Ivano sempre fora gritalhão, sanguíneo no comportamento e na cor, descendente que era de ucranianos. Seus avós paternos e maternos chegaram ao Brasil logo após a Guerra, católicos fervorosos, com verdadeiro ódio aos comunistas. Sua mãe acreditava na santidade de João Paulo II antes mesmo de ele morrer. O pai, dono de uma fábrica de motores elétricos, levara o filho a estudar engenharia na Escola de Engenharia Mauá, onde viera a ser colega do irmão de Rita, por meio do qual dela se aproximara.

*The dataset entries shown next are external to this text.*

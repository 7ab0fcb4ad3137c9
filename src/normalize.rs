//! Text cleanup and quality validation between extraction and chunking.
//!
//! Extractor output is noisy: stray control characters, mixed line endings,
//! runs of spaces from PDF layout. [`clean_text`] flattens all of that into
//! a stable shape so the chunkers see consistent paragraph boundaries.
//! [`validate_text_quality`] rejects documents that are too short or too
//! degenerate to be worth embedding.

/// Clean extracted text for chunking.
///
/// Normalizes line endings to `\n`, strips control characters (keeping
/// newline and tab), collapses space/tab runs, trims line edges, and caps
/// consecutive blank lines at one (so `\n\n` stays a paragraph boundary).
pub fn clean_text(raw: &str) -> String {
    if raw.is_empty() {
        return String::new();
    }

    let unified = raw.replace("\r\n", "\n").replace('\r', "\n");

    let mut cleaned = String::with_capacity(unified.len());
    for c in unified.chars() {
        match c {
            '\n' => cleaned.push('\n'),
            '\t' => cleaned.push(' '),
            c if c.is_control() => {}
            c => cleaned.push(c),
        }
    }

    let mut lines: Vec<String> = Vec::new();
    for line in cleaned.lines() {
        let mut out = String::with_capacity(line.len());
        let mut last_space = false;
        for c in line.trim().chars() {
            if c == ' ' {
                if !last_space {
                    out.push(' ');
                }
                last_space = true;
            } else {
                out.push(c);
                last_space = false;
            }
        }
        lines.push(out);
    }

    // Collapse 2+ blank lines into a single paragraph break.
    let mut result = String::with_capacity(cleaned.len());
    let mut blank_run = 0usize;
    for line in &lines {
        if line.is_empty() {
            blank_run += 1;
            continue;
        }
        if !result.is_empty() {
            result.push('\n');
            if blank_run > 0 {
                result.push('\n');
            }
        }
        result.push_str(line);
        blank_run = 0;
    }

    result
}

/// Whether cleaned text is worth sending through the pipeline.
///
/// Rejects text shorter than `min_chars`, with fewer than 10 distinct
/// (lowercased) characters, or fewer than 10 words. The diversity check
/// guards against binary leakage and repeated-character junk that survives
/// extraction.
pub fn validate_text_quality(text: &str, min_chars: usize) -> bool {
    let trimmed = text.trim();
    if trimmed.chars().count() < min_chars {
        return false;
    }

    if !has_char_diversity(trimmed) {
        return false;
    }

    trimmed.split_whitespace().count() >= 10
}

/// Character-diversity floor shared with the chunk validator: at least 10
/// distinct lowercased characters.
pub fn has_char_diversity(text: &str) -> bool {
    let mut seen = std::collections::HashSet::new();
    for c in text.chars().flat_map(|c| c.to_lowercase()) {
        seen.insert(c);
        if seen.len() >= 10 {
            return true;
        }
    }
    false
}

#[cfg(test)]
mod tests {
    use super::*;

    #[test]
    fn normalizes_line_endings() {
        assert_eq!(clean_text("one\r\ntwo\rthree"), "one\ntwo\nthree");
    }

    #[test]
    fn strips_control_characters() {
        assert_eq!(clean_text("a\u{0}b\u{7}c"), "abc");
    }

    #[test]
    fn collapses_spaces_and_tabs() {
        assert_eq!(clean_text("a  \t  b"), "a b");
    }

    #[test]
    fn trims_line_edges() {
        assert_eq!(clean_text("  hello  \n  world  "), "hello\nworld");
    }

    #[test]
    fn caps_blank_lines_at_paragraph_break() {
        assert_eq!(clean_text("one\n\n\n\n\ntwo"), "one\n\ntwo");
    }

    #[test]
    fn empty_input_stays_empty() {
        assert_eq!(clean_text(""), "");
    }

    #[test]
    fn quality_rejects_short_text() {
        assert!(!validate_text_quality("too short", 100));
    }

    #[test]
    fn quality_rejects_low_diversity() {
        let junk = "aaaa aaaa aaaa aaaa aaaa aaaa aaaa aaaa aaaa aaaa aaaa".repeat(4);
        assert!(!validate_text_quality(&junk, 100));
    }

    #[test]
    fn quality_rejects_too_few_words() {
        let text = "abcdefghijklmnopqrstuvwxyz".repeat(10);
        assert!(!validate_text_quality(&text, 100));
    }

    #[test]
    fn quality_accepts_normal_prose() {
        let text = "The ingestion pipeline converts heterogeneous local files \
                    into token-bounded text fragments, embeds them as vectors, \
                    and upserts them into a vector store for later retrieval.";
        assert!(validate_text_quality(text, 100));
    }
}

O irmão e Ivano formavam um grupo animado com os colegas de faculdade, e Rita passara a conviver com eles todos os finais de semana, fosse porque iam estudar em sua casa, fosse nas disputas de boliche ou de futebol de salão. De repente se viu torcendo sempre pelo time de Ivano, cuja espontaneidade e jeito de menino crescido, a precisar sempre de colo, a encantava. Caso perdesse no jogo, ficava inconsolado, quase chegando a chorar. Naquele corpanzil de um metro e oitenta e braços musculosos morava uma criança, e esse ar de órfão abandonado das estepes ucranianas a seduziu. Iria domá-lo, lapidar a pedra na qual residia um coração generoso.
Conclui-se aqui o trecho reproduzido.